Le cinéma attendait son hagiographie populaire, Giuseppe Tornatore le lui a donné. Saga nostalgique sur l’Italie des années 50 aux 80, son récit passe par le biais de ce divertissement populaire et de l’évolution d’un enfant pour portraiturer un pays qui s’éloigne inéluctablement de son âge d’or.


Il est ironique de constater quelles sont les premières approches proposées sur le 7ème art : les premières séquences évoquent avant tout l’interdit : pour l’enfant, privé des projections auxquelles il consacre l’argent des courses, et pour les films eux-mêmes, découpés par la censure radicale du curé local. Fragmenté, désiré, le cinéma ne va cesser son expansion tant le désir qu’il suscite est incontrôlable : il déborde sur la place de la ville, on le regarde clandestinement depuis la rivière, sous la pluie, et le Paradiso remplace l’Eglise qui se voulait le centre de la collectivité.

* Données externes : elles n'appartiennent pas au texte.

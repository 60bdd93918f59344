pub mod code;
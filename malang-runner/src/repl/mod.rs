mod evaluator;
mod printer;
mod reader;

use std::ops::ControlFlow;

use rustyline::DefaultEditor;

use crate::runner::Session;
use evaluator::{Evaluator, InterpreterEvaluator};
use printer::{InterpreterPrinter, Printer};
use reader::{ReadOutput, Reader};

struct Repl<E: Evaluator, P: Printer> {
    reader: Reader,
    evaluator: E,
    printer: P,
}

impl<O, E: Evaluator<Object = O>, P: Printer<Object = O>> Repl<E, P> {
    fn run(mut self) {
        loop {
            match self.reader.read() {
                ReadOutput::ControlFlow(ControlFlow::Break(())) => break,
                ReadOutput::ControlFlow(ControlFlow::Continue(())) => continue,
                ReadOutput::Value(program) => {
                    let result = self.evaluator.evaluate(program);
                    self.printer.print(result)
                }
            }
        }
    }
}

/// Reads lines until end of input, evaluating each in `session`.
pub fn start(session: Session) -> anyhow::Result<()> {
    let rl = DefaultEditor::new()?;

    Repl {
        reader: Reader::new(rl),
        evaluator: InterpreterEvaluator::new(session),
        printer: InterpreterPrinter {},
    }
    .run();

    Ok(())
}
use std::path::Path;
use std::process::ExitCode;
use std::rc::Rc;

use anyhow::{anyhow, Context};
use malang_core::ast::Program;
use malang_core::parser::{self, ParseError};
use malang_interpreter::environment::Environment;
use malang_interpreter::evaluator::{eval_program, EvalConfig, EvalContext};
use malang_interpreter::loader::SourceLoader;
use malang_interpreter::macro_expansion::{define_macros, expand_macros};
use malang_interpreter::object::{EvaluationError, Object};

/// One global environment plus the context every evaluation in it shares.
pub struct Session {
    environment: Environment,
    context: EvalContext,
}

impl Session {
    pub fn new(loader: impl SourceLoader + 'static, config: EvalConfig) -> Self {
        Self {
            environment: Environment::new(),
            context: EvalContext::new(loader, config),
        }
    }

    /// Defines the program's macros, expands their calls and evaluates what is
    /// left.
    pub fn evaluate(&self, mut program: Program) -> Result<Option<Rc<Object>>, EvaluationError> {
        define_macros(&mut program, &self.environment);
        let program = expand_macros(program, &self.environment, &self.context)?;
        eval_program(&program, &self.environment, &self.context)
    }

    pub fn load_prelude(&self, path: &Path) -> anyhow::Result<()> {
        let source = std::fs::read_to_string(path).context("could not read file")?;
        let program = parser::parse(&source).map_err(|errors| {
            let messages: Vec<_> = errors.iter().map(ToString::to_string).collect();
            anyhow!("parser errors: {}", messages.join("; "))
        })?;
        self.evaluate(program)
            .map_err(|error| anyhow!("ERROR: {}", error))?;
        Ok(())
    }
}

pub fn print_parse_errors(errors: &[ParseError]) {
    println!("parser errors:");
    for error in errors {
        println!("\t{}", error);
    }
}

#[derive(Debug, PartialEq)]
pub enum ScriptError {
    Parse(Vec<ParseError>),
    Evaluation(EvaluationError),
}

pub fn run_script(session: &Session, source: &str) -> Result<Option<Rc<Object>>, ScriptError> {
    let program = parser::parse(source).map_err(ScriptError::Parse)?;
    session.evaluate(program).map_err(ScriptError::Evaluation)
}

/// Runs a whole script, printing its final value or what went wrong.
pub fn execute(session: &Session, source: &str) -> ExitCode {
    match run_script(session, source) {
        Ok(value) => {
            if let Some(value) = value {
                println!("{}", value);
            }
            ExitCode::SUCCESS
        }
        Err(ScriptError::Parse(errors)) => {
            print_parse_errors(&errors);
            ExitCode::FAILURE
        }
        Err(ScriptError::Evaluation(error)) => {
            println!("ERROR: {}", error);
            ExitCode::FAILURE
        }
    }
}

C’est sur cet aspect que le film parvient le mieux à rendre hommage : expliquer comment, dans un pays méditerranéen et traumatisé par la guerre, la salle de projection devient le lieu de la vie : les scènes collectives capturent une communauté qui mange, fornique, se rencontre, apostrophe les comédiens… la jeunesse découvre l’érotisme, le frisson et l’aventure, et Fredo structure toute sa vie par l’écran.


Le motif de la lucarne accompagne ainsi toute sa destinée : c’est celle de la cabine de projection, bien entendu, mais aussi de celle du confessionnal dans lequel il écrit une nouvelle fiction, celle de sa comédie sentimentale, pour la dulcinée dont la fenêtre deviendra le lieu de l’attente énamourée. Pour lui parler, il commence par la filmer et s’adresse à sa projection sur les murs de sa chambre : dans son fanatisme, Fredo va plus loin encore que son mentor, l’attachant Noiret qui cabotine gentiment en père de substitution, autant autoritaire qu’infantile, notamment lorsqu’il passe son certificat d’étude.


L’écran organise ainsi un va-et-vient constant entre la surface et les spectateurs : si ceux-ci viennent s’y abreuver de romanesque, c’est aussi un miroir tendu à leur existence : à de nombreuses reprises, la toile est une mise en abyme hyperbolique de ce qui se joue dans la vie réelle : c’est dans cette alchimie que Tornatore parvient le mieux à dessiner son hommage.
Qui dit âge d’or dit déclin : Cinema Paradiso est aussi un récit nostalgique : celui de l’avènement de la télévision, et du renoncement de l’Italie sur le terrain du 7ème art. En quittant sa ville natale, Fredo peut s’épanouir en tant qu’artiste au prix d’un abandon sentimental, aidé – brutalement – par Alfredo qui l’incite à la rupture.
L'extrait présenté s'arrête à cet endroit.